Inoltre, la ricerca mette in luce che molte donne vanno solo accompagnate
fino al termine della gravidanza, perché esiste la possibilità
dell’adozione. Bisognerebbe allora, a livello legislativo, valutare come
accelerare e favorire i processi di adozione.
Violenza sessuale e aborto
L’abuso sessuale, dicono i ricercatori dello studio che presentiamo, è
indubbiamente una piaga sociale e un dramma per chi lo subisce: ha delle
gravi conseguenze sulla vita delle donne che ne restano vittime,
soprattutto dal punto di vista psicologico (indipendentemente dalla
gravidanza).
La ricerca rileva che in Cile l‘abuso è tra le ultime cause per cui una
donna che vive una gravidanza indesiderata pensa di ricorrere all’aborto
(riguarda circa il 2% dei casi), mentre il restante 98% delle donne che
pensano di abortire lo fanno per mancanza di appoggio emotivo o per
sfiducia, perché ricevono pressioni, perché hanno problemi economici,
perché credono che un bambino ostacoli la loro realizzazione personale,
perché hanno paura dei genitori o del compagno, perché temono di restare
sole.
I dati riportati nello studio rivelano che su un totale di 3.134 donne che
vivono una gravidanza non pianificata, 486 sono a rischio elevato di
aborto, 2648 a rischio lieve. Tra le gravidanze più a rischio, nel 44% dei
casi, l’aborto viene imposto da uno dei due genitori o da entrambi. Per
quanto riguarda le gravidanze meno a rischio, il 40% delle donne che
pensano di abortire lo fanno perché non hanno appoggio psicologico.

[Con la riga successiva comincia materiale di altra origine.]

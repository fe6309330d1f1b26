//! Path Counter: counts the number of distinct reachable action sequences
//! for a given tenor list and horizon, promoting from exact 64-bit integer
//! arithmetic to `f64` the moment a partial sum would overflow.
//!
//! This is a DP sibling of the Top-K Optimiser — `P[m] = sum over each
//! distinct step size (every tenor, plus a single-month wait) of
//! `P[m - step]``, with `P[0] = 1` and out-of-range terms treated as zero —
//! but it tracks only a count, never a CRF or a back-pointer, so it lives
//! in its own module rather than sharing state with `optimizer`.

use std::fmt;

/// The number of distinct action sequences reaching a horizon: either an
/// exact count, or (once it would have overflowed `i64`) a finite or
/// infinite double-precision approximation.
#[derive(Debug, Clone, Copy, PartialEq)]
pub enum PathCount {
    Exact(i64),
    Approx(f64),
}

impl fmt::Display for PathCount {
    fn fmt(&self, f: &mut fmt::Formatter<'_>) -> fmt::Result {
        match self {
            PathCount::Exact(n) => write!(f, "{n}"),
            PathCount::Approx(v) if v.is_infinite() => write!(f, "over max-finite-double"),
            PathCount::Approx(v) => write!(f, "{v:e}"),
        }
    }
}

/// Count the number of distinct action sequences that exactly fill a
/// horizon of `horizon` months, given a set of bond tenors. A single-month
/// "wait" is always an available step, in addition to buying a bond of any
/// listed tenor (the "+1" tenor of spec.md §4.4); if `1` is already a
/// tenor, it is not double-counted — the step set is the set union.
pub fn count_sequences(tenors: &[u32], horizon: u32) -> PathCount {
    let mut steps: Vec<u32> = tenors.to_vec();
    if !steps.contains(&1) {
        steps.push(1);
    }
    steps.sort_unstable();
    steps.dedup();

    let mut exact: Vec<i64> = vec![1]; // P[0] = 1
    let mut approx: Option<Vec<f64>> = None;

    for month in 1..=horizon as usize {
        if let Some(vals) = approx.as_mut() {
            let sum = steps
                .iter()
                .map(|&t| t as usize)
                .filter(|&t| t <= month)
                .map(|t| vals[month - t])
                .sum();
            vals.push(sum);
            continue;
        }

        // Still in exact arithmetic: accumulate in i64, switching to f64
        // mid-sum the instant an addition would overflow.
        let mut sum: i64 = 0;
        let mut promoted: Option<f64> = None;
        for &t in &steps {
            let t = t as usize;
            if t > month {
                continue;
            }
            let addend = exact[month - t];
            match promoted {
                Some(ref mut fsum) => *fsum += addend as f64,
                None => match sum.checked_add(addend) {
                    Some(next) => sum = next,
                    None => promoted = Some(sum as f64 + addend as f64),
                },
            }
        }

        match promoted {
            Some(fsum) => {
                let mut vals: Vec<f64> = exact.iter().map(|&x| x as f64).collect();
                vals.push(fsum);
                tracing::warn!(month, "path count promoted to floating point after overflow");
                approx = Some(vals);
            }
            None => exact.push(sum),
        }
    }

    match approx {
        Some(vals) => PathCount::Approx(*vals.last().expect("at least P[0]")),
        None => PathCount::Exact(*exact.last().expect("at least P[0]")),
    }
}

Presentare l’aborto come una soluzione alla violenza sessuale significa non
considerare il problema nella sua interezza e complessità, oltre che
occultare un male che lascia tracce più profonde e nascoste di quanto non
si possa pensare. Per far fronte al problema della violenza occorre pensare
a programmi di sostegno e recupero ben più incisivi a livello sociale e
mirati sulla persona, che non offrire come principale rimedio una legge che
consenta l’interruzione di una gravidanza iniziata.
I danni dell’aborto sulla salute della mamma
Un elemento molto interessante riportato dai ricercatori – e forse poco
considerato nel dibattito pubblico – è che abortire può provocare seri
danni alla salute fisica e psicologica della donna. Uno studio risalente al
2010, citato dai ricercatori, ha concluso che l’aborto indotto predispone
la donna, oltre che a un maggiore rischio di contrarre il cancro, ad un ASD
(“Acute Stress Disorder”) o a un PTSD (“Post Traumatic Stress Disorder”).

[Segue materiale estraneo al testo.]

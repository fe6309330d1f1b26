//! Error taxonomy shared by every bond-ladder crate.
//!
//! This mirrors the rest of the workspace's approach of one flat,
//! `thiserror`-derived enum per layer instead of one error type per failure
//! site: callers match on a handful of variants rather than threading opaque
//! strings through `?`.

use thiserror::Error;

/// Direction an overflowing cumulative return factor was heading.
#[derive(Debug, Clone, Copy, PartialEq, Eq)]
pub enum OverflowDirection {
    /// The candidate CRF was non-finite with a non-negative sign.
    Above,
    /// The candidate CRF was non-finite with a negative sign.
    Below,
}

impl std::fmt::Display for OverflowDirection {
    fn fmt(&self, f: &mut std::fmt::Formatter<'_>) -> std::fmt::Result {
        match self {
            OverflowDirection::Above => write!(f, "above"),
            OverflowDirection::Below => write!(f, "below"),
        }
    }
}

/// Unified error type for the bond-ladder core and optimiser.
#[derive(Error, Debug, Clone, PartialEq)]
pub enum LadderError {
    /// `len(grid) != n * num_months`.
    #[error("grid has {actual} cells, expected {expected} ({tenors} tenors x {months} months)")]
    ShapeMismatch {
        actual: usize,
        expected: usize,
        tenors: usize,
        months: usize,
    },

    /// `num_months == 0` or `tenors` is empty.
    #[error("return matrix must have at least one tenor and one month")]
    Empty,

    /// `num_months < tenors[0]`.
    #[error("num_months ({months}) is smaller than the shortest tenor ({shortest})")]
    TooFewMonths { months: u32, shortest: u32 },

    /// Tenors were not strictly ascending and the caller asked for strict validation.
    #[error("tenors must be strictly ascending, found {0:?}")]
    Unsorted(Vec<u32>),

    /// Duplicate tenor values.
    #[error("duplicate tenor: {0}")]
    DuplicateTenor(u32),

    /// `At` called with an out-of-range tenor row or month column.
    #[error("index out of range: tenor row {row}, month {month} (have {tenors} tenors, {months} months)")]
    OutOfRange { row: usize, month: usize, tenors: usize, months: usize },

    /// An `Action` was constructed with a non-positive tenor/length or a
    /// negative start month.
    #[error("invalid action: {0}")]
    InvalidAction(String),

    /// A candidate CRF product was not finite (spec.md §4.2 "Overflow detection").
    #[error("cumulative return factor overflowed {direction} max-finite-double at month {month}")]
    Overflow {
        direction: OverflowDirection,
        month: u32,
    },

    /// `k < 0` or a zero-dimensioned return matrix reached the optimiser's
    /// public entry point directly (as opposed to via `ReturnMatrix::new`,
    /// which catches `Empty` earlier).
    #[error("invalid argument: {0}")]
    InvalidArgument(String),

    /// The `Decisions` back-pointer table held the unfilled sentinel at a
    /// rank that `results_at` claimed was filled. This is a bug in the
    /// optimiser, never a consequence of bad input.
    #[error("internal invariant violated during path reconstruction: {0}")]
    InternalInvariant(String),
}

/// Convenience alias for `Result<T, LadderError>`.
pub type LadderResult<T> = Result<T, LadderError>;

Il 53% delle donne che praticano l’aborto divengono affette da ASD, nel 32%
dei casi vengono colpite da PTSD. Ciò che prevale in queste donne è: senso
di colpa, irritabilità, vergogna, odio di se stesse.

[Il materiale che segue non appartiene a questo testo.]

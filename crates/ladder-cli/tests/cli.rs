use assert_cmd::Command;
use predicates::prelude::*;
use std::fs;
use tempfile::tempdir;

fn write_grid(dir: &std::path::Path) -> std::path::PathBuf {
    let path = dir.join("grid.csv");
    fs::write(&path, "Tenor,0,1,2,3\n2,0.1,0.1,0.1,0.1\n").unwrap();
    path
}

#[test]
fn non_interactive_run_prints_and_exports() {
    let dir = tempdir().unwrap();
    let grid = write_grid(dir.path());

    Command::cargo_bin("ladder")
        .unwrap()
        .args([
            grid.to_str().unwrap(),
            "--k",
            "3",
            "--export-dir",
            dir.path().to_str().unwrap(),
        ])
        .assert()
        .success()
        .stdout(predicate::str::contains("21.00%"));

    assert!(dir.path().join("bond_results.csv").exists());
}

#[test]
fn verbose_actions_flag_changes_rendering() {
    let dir = tempdir().unwrap();
    let grid = write_grid(dir.path());

    Command::cargo_bin("ladder")
        .unwrap()
        .args([
            grid.to_str().unwrap(),
            "--k",
            "1",
            "--export-dir",
            dir.path().to_str().unwrap(),
            "--verbose-actions",
        ])
        .assert()
        .success();

    let content = fs::read_to_string(dir.path().join("bond_results.csv")).unwrap();
    assert!(content.contains("buy 2-month bond"));
}

#[test]
fn rejects_spreadsheet_extension_non_interactively() {
    let dir = tempdir().unwrap();
    let bad = dir.path().join("grid.xlsx");
    fs::write(&bad, "not really a spreadsheet").unwrap();

    Command::cargo_bin("ladder")
        .unwrap()
        .args([bad.to_str().unwrap(), "--k", "1"])
        .assert()
        .failure();
}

Ci siamo qui limitati a offrire pochi spunti di riflessione. La versione
integrale del
Rapporto
sulla ricerca su cui ci siamo basati è molto accurata, esaustiva, anche
grazie all’uso di grafici e tabelle. Ed è reperibile sul sito web di
Ideapaís. Tuttavia, ci piacerebbe lasciare il lettore con l’atroce dubbio
che la ricerca ha suscitato in noi: davvero l’aborto è l’unico rimedio
possibile per far fronte a problemi legati a gravidanze difficili o è
piuttosto l’unica opzione che ci sanno offrire?